New ladder truck to be delivered in mid-March
If all goes as planned, the Kingston Fire Department’s new ladder truck will arrive in mid-March, city Fire Chief Mark Brown said Wednesday.
Brown said he plans to make a final inspection visit to the assembly plant in Ephrata, Pa., where the truck is being built, on March 8.
And “unless we hit a major snag,” the truck should be delivered the following week, Brown said.
Delivery of the truck, which has a price tag of $950,000, has been delayed a couple of times already, which Brown said “is frustrating.”

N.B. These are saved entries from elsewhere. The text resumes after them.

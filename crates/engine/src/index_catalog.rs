//! Per-collection index catalog
//!
//! Indexes of a collection live in the collection's own pool as a singly
//! linked list hanging off the [`CollectionRoot`]:
//!
//! ```text
//! CollectionRoot { record_map, index_head }
//!                                  │
//!                                  ▼
//!                 IndexNode { name, tree, next } ──► IndexNode ──► ...
//! ```
//!
//! New nodes are linked at the head. Tree allocation, node allocation and the
//! head update happen in one pool transaction, so the list is never observed
//! partially linked.

use crate::collection::CollectionRoot;
use crate::sorted::TreeRoot;
use pmstore_core::{Ident, ObjectId, PmseError, PmseResult, IDENT_NAME_CAPACITY};
use pmstore_storage::{PersistentPool, Transaction};
use serde::{Deserialize, Serialize};
use tracing::debug;

#[derive(Debug, Clone, Serialize, Deserialize)]
struct IndexNode {
    name: String,
    tree: ObjectId,
    next: Option<ObjectId>,
}

/// Index list of one collection pool
#[derive(Debug, Clone)]
pub struct IndexCatalog {
    pool: PersistentPool,
}

impl IndexCatalog {
    /// Bind to the index list of `pool`
    pub fn new(pool: PersistentPool) -> Self {
        IndexCatalog { pool }
    }

    /// Allocate a tree for `name` and link its node at the head
    ///
    /// Returns the new tree root.
    ///
    /// # Errors
    /// - `InvalidIdent` if `name` does not fit the node's name buffer
    /// - `AlreadyExists` if the list already has a node named `name`
    /// - `OutOfSpace` if the pool cannot hold the new tree; the list is unchanged
    pub fn create(&self, name: &Ident) -> PmseResult<ObjectId> {
        if name.as_str().len() > IDENT_NAME_CAPACITY {
            return Err(PmseError::invalid_ident(
                name.as_str(),
                format!("index names are limited to {} bytes", IDENT_NAME_CAPACITY),
            ));
        }

        let tree = self.pool.transaction(|tx| -> PmseResult<ObjectId> {
            let (root_id, mut root) = collection_root(tx)?;
            if find_node(tx, &root, name.as_str())?.is_some() {
                return Err(PmseError::already_exists(name.as_str()));
            }
            let tree = tx.alloc(&TreeRoot::default())?;
            let node = tx.alloc(&IndexNode {
                name: name.to_string(),
                tree,
                next: root.index_head,
            })?;
            root.index_head = Some(node);
            tx.write(root_id, &root)?;
            Ok(tree)
        })?;

        debug!(target: "pmstore::catalog", index = %name, tree = %tree, "Index node linked");
        Ok(tree)
    }

    /// Tree root of the first node named `name`, scanning from the head
    pub fn find(&self, name: &Ident) -> PmseResult<Option<ObjectId>> {
        self.pool.transaction(|tx| -> PmseResult<Option<ObjectId>> {
            let (_, root) = collection_root(tx)?;
            Ok(find_node(tx, &root, name.as_str())?.map(|found| found.node.tree))
        })
    }

    /// Unlink the node named `name` and free its tree
    ///
    /// Returns whether a node was removed.
    pub fn remove(&self, name: &Ident) -> PmseResult<bool> {
        let removed = self.pool.transaction(|tx| -> PmseResult<bool> {
            let (root_id, mut root) = collection_root(tx)?;
            let found = match find_node(tx, &root, name.as_str())? {
                Some(found) => found,
                None => return Ok(false),
            };
            match found.prev {
                Some(prev_id) => {
                    let mut prev: IndexNode = tx.read(prev_id)?;
                    prev.next = found.node.next;
                    tx.write(prev_id, &prev)?;
                }
                None => {
                    root.index_head = found.node.next;
                    tx.write(root_id, &root)?;
                }
            }
            tx.free(found.node.tree)?;
            tx.free(found.id)?;
            Ok(true)
        })?;
        if removed {
            debug!(target: "pmstore::catalog", index = %name, "Index node unlinked");
        }
        Ok(removed)
    }

    /// Index names from head to tail (most recent first)
    pub fn names(&self) -> PmseResult<Vec<String>> {
        self.pool.transaction(|tx| -> PmseResult<Vec<String>> {
            let (_, root) = collection_root(tx)?;
            let mut names = Vec::new();
            let mut cursor = root.index_head;
            while let Some(id) = cursor {
                let node: IndexNode = tx.read(id)?;
                cursor = node.next;
                names.push(node.name);
            }
            Ok(names)
        })
    }
}

struct FoundNode {
    prev: Option<ObjectId>,
    id: ObjectId,
    node: IndexNode,
}

fn collection_root(tx: &Transaction<'_>) -> PmseResult<(ObjectId, CollectionRoot)> {
    let root_id = tx
        .root_id()
        .ok_or_else(|| PmseError::corruption("collection pool has no root"))?;
    Ok((root_id, tx.read(root_id)?))
}

fn find_node(
    tx: &Transaction<'_>,
    root: &CollectionRoot,
    name: &str,
) -> PmseResult<Option<FoundNode>> {
    let mut prev = None;
    let mut cursor = root.index_head;
    while let Some(id) = cursor {
        let node: IndexNode = tx.read(id)?;
        if node.name == name {
            return Ok(Some(FoundNode { prev, id, node }));
        }
        prev = Some(id);
        cursor = node.next;
    }
    Ok(None)
}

One of the delays was due to manufacturer Smeal Fire Apparatus being bought by Spartan ERV.
The new ladder truck, like the one it will replace, is a tiller truck. A tiller truck requires drivers at both the front and rear; a straight truck is driven only from the front.
The Kingston Fire Department’s current ladder truck dates to 1998 and has been beset by breakdowns in recent years.
It as five years ago that the Kingston Common Council authorized borrowing the money needed for the new truck, which is being bought through a purchasing cooperative called the National Joint Powers Alliance.
In July 2017, the city purchased a used fire truck from the New Paltz Fire Department. The 1995 pumper can put out 1,750 gallons of water per minute and will be used when one of Kingston’s other pumper trucks is out of service, which is often, Brown has said.
The city bought the New Paltz truck, an E-1 Custom Pumper with 27,000 miles on it, for $7,501.